El acoso no desaparecerá nunca. Ahora que se ha convertido en un mito, los periódicos venden historias sobre la viuda Jackie, buscando los detalles más escabrosos. Pero en su vida no hay nada escabroso, y contar la vida de una monja no vende periódicos. Hay que inventar constantemente, convertir una cena con dos o tres amigos en el principio de un idilio y una tarde de compras en preparativos febriles para el hombre que Jackie acaba de conocer y para el que se engalana. Y cuando no queda nada de que hablar, hay que preguntar a personas que tuvieron contacto con ella en algún momento: porteros, mensajeros, taxistas, vecinos. Pagarles, si es necesario, para refrescarles la memoria. A una de las chicas de servicio se le escapa delante de un periodista que la señora Kennedy está a dieta. Jackie la despide de inmediato. Tiene la impresión de que se ha organizado un enorme complot contra ella y sus hijos, y que quienes mataron a John ahora quieren destruirla. Pero cuanto más trata de preservar su vida, más curiosidad suscita. Su reclusión se convierte en un misterio que hay que resolver, su soledad en superchería, su dignidad en impostura.

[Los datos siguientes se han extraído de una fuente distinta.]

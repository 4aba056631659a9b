//! Generational slot allocator backing every storage.
//!
//! Each entry maps a stable handle index onto the current dense
//! index of its motion. Freed entries bump their version so stale
//! handles stop resolving once the slot is reused.

/// A single slot of the [`StorageEntryList`].
#[derive(Debug, Clone, Copy, PartialEq, Eq, Hash)]
pub struct StorageEntry {
    /// Next free entry, only meaningful while the entry is free.
    pub next: Option<u32>,
    /// Dense index of the live motion occupying this entry.
    pub dense_index: Option<u32>,
    /// Generation of the entry, never `0`.
    pub version: u32,
}

impl StorageEntry {
    #[inline]
    pub fn is_occupied(&self) -> bool {
        self.dense_index.is_some()
    }
}

#[derive(Debug, Clone)]
pub struct StorageEntryList {
    entries: Vec<StorageEntry>,
    free_head: Option<u32>,
}

impl StorageEntryList {
    pub fn new(initial_capacity: usize) -> Self {
        let mut list = Self {
            entries: Vec::new(),
            free_head: None,
        };
        list.ensure_capacity(initial_capacity.max(1));
        list
    }

    /// Occupies a free entry (growing the list when empty) and points
    /// it at `dense_index`.
    ///
    /// Returns the entry index together with its version.
    pub fn alloc(&mut self, dense_index: u32) -> (u32, u32) {
        let index = match self.free_head {
            Some(index) => index,
            None => {
                let current = self.entries.len();
                self.ensure_capacity((current * 2).max(1));
                current as u32
            }
        };

        let entry = &mut self.entries[index as usize];
        self.free_head = entry.next.take();
        entry.dense_index = Some(dense_index);

        (index, entry.version)
    }

    /// Returns an occupied entry to the free list.
    pub fn free(&mut self, index: u32) {
        let Some(entry) = self.entries.get_mut(index as usize) else {
            return;
        };
        if entry.dense_index.take().is_none() {
            return;
        }

        entry.version = next_version(entry.version);
        entry.next = self.free_head;
        self.free_head = Some(index);
    }

    /// Grows the list to hold at least `capacity` entries.
    ///
    /// New entries start at version `1` and are linked in front of
    /// the existing free list.
    pub fn ensure_capacity(&mut self, capacity: usize) {
        let current = self.entries.len();
        if current >= capacity {
            return;
        }

        let tail = self.free_head;
        self.entries.extend((current..capacity).map(|i| StorageEntry {
            next: if i + 1 == capacity {
                tail
            } else {
                Some(i as u32 + 1)
            },
            dense_index: None,
            version: 1,
        }));
        self.free_head = Some(current as u32);
    }

    /// Frees every entry while keeping their versions monotonic.
    pub fn reset(&mut self) {
        let len = self.entries.len();
        for (i, entry) in self.entries.iter_mut().enumerate() {
            if entry.dense_index.take().is_some() {
                entry.version = next_version(entry.version);
            }
            entry.next = (i + 1 < len).then_some(i as u32 + 1);
        }

        self.free_head = (len > 0).then_some(0);
    }

    /// Dense index of the motion behind `index` if `version` is the
    /// current generation of that entry.
    #[inline]
    pub fn resolve(&self, index: u32, version: u32) -> Option<u32> {
        self.entries
            .get(index as usize)
            .filter(|entry| entry.version == version)
            .and_then(|entry| entry.dense_index)
    }

    #[inline]
    pub fn set_dense_index(&mut self, index: u32, dense_index: u32) {
        if let Some(entry) = self.entries.get_mut(index as usize) {
            entry.dense_index = Some(dense_index);
        }
    }

    #[inline]
    pub fn dense_index(&self, index: u32) -> Option<u32> {
        self.entries
            .get(index as usize)
            .and_then(|entry| entry.dense_index)
    }

    #[inline]
    pub fn get(&self, index: u32) -> Option<&StorageEntry> {
        self.entries.get(index as usize)
    }

    #[inline]
    pub fn capacity(&self) -> usize {
        self.entries.len()
    }

    pub fn occupied(&self) -> usize {
        self.entries.iter().filter(|e| e.is_occupied()).count()
    }
}

/// Increments a version, skipping `0` on wrap-around.
#[inline]
fn next_version(version: u32) -> u32 {
    version.wrapping_add(1).max(1)
}

#[cfg(test)]
mod tests {
    use super::*;

    #[test]
    fn alloc_hands_out_sequential_entries() {
        let mut list = StorageEntryList::new(4);

        assert_eq!(list.alloc(0), (0, 1));
        assert_eq!(list.alloc(1), (1, 1));
        assert_eq!(list.alloc(2), (2, 1));
        assert_eq!(list.resolve(1, 1), Some(1));
    }

    #[test]
    fn alloc_doubles_capacity_when_full() {
        let mut list = StorageEntryList::new(2);
        for dense in 0..3 {
            list.alloc(dense);
        }

        assert_eq!(list.capacity(), 4);
        assert_eq!(list.occupied(), 3);
    }

    #[test]
    fn free_bumps_version_and_reuses_entry() {
        let mut list = StorageEntryList::new(4);
        let (index, version) = list.alloc(0);
        list.alloc(1);

        list.free(index);
        assert_eq!(list.resolve(index, version), None);
        assert!(!list.get(index).unwrap().is_occupied());

        // Most recently freed entries are reused first.
        let (reused, new_version) = list.alloc(0);
        assert_eq!(reused, index);
        assert_eq!(new_version, version + 1);
        assert_eq!(list.resolve(index, version), None);
        assert_eq!(list.resolve(index, new_version), Some(0));
    }

    #[test]
    fn double_free_is_ignored() {
        let mut list = StorageEntryList::new(2);
        let (index, _) = list.alloc(0);

        list.free(index);
        list.free(index);

        assert_eq!(list.get(index).unwrap().version, 2);
        let (a, _) = list.alloc(0);
        let (b, _) = list.alloc(1);
        assert_ne!(a, b);
    }

    #[test]
    fn zero_version_never_resolves() {
        let mut list = StorageEntryList::new(1);
        list.alloc(0);

        assert_eq!(list.resolve(0, 0), None);
        assert_eq!(next_version(u32::MAX), 1);
    }

    #[test]
    fn reset_invalidates_live_entries() {
        let mut list = StorageEntryList::new(2);
        let (a, va) = list.alloc(0);
        let (b, vb) = list.alloc(1);

        list.reset();

        assert_eq!(list.occupied(), 0);
        assert_eq!(list.resolve(a, va), None);
        assert_eq!(list.resolve(b, vb), None);
        assert_eq!(list.alloc(0), (0, 2));
    }
}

Ella intenta huir de ese siniestro proceso de invención con largos paseos a caballo por el campo, con o sin sus hijos. Enseña a John a montar y controla los progresos de Caroline. O bien galopa, sola, por el bosque, feliz, libre y despreocupada. Los paseos a caballo siempre han sido un esparcimiento para Jackie y una forma de recuperar el ánimo. Le gusta el campo, la naturaleza y el aislamiento. También viaja con frecuencia al extranjero. Nunca sola. A menudo se lleva a sus hijos, y si ellos han de quedarse en Nueva York para no faltar al colegio, va con amigos. Basta con que uno de ellos sea un hombre solo, divorciado o viudo para que resurjan las especulaciones. ¿Quién es ese atractivo español tan seductor con quien la han visto en una corrida en España? ¿Es para él para quien Jackie se ha vestido de luces y ha desfilado a caballo por la plaza? ¿Y ese Lord Harlech que la ha acompañado DOS veces a un viaje de placer? ¿Van a casarse?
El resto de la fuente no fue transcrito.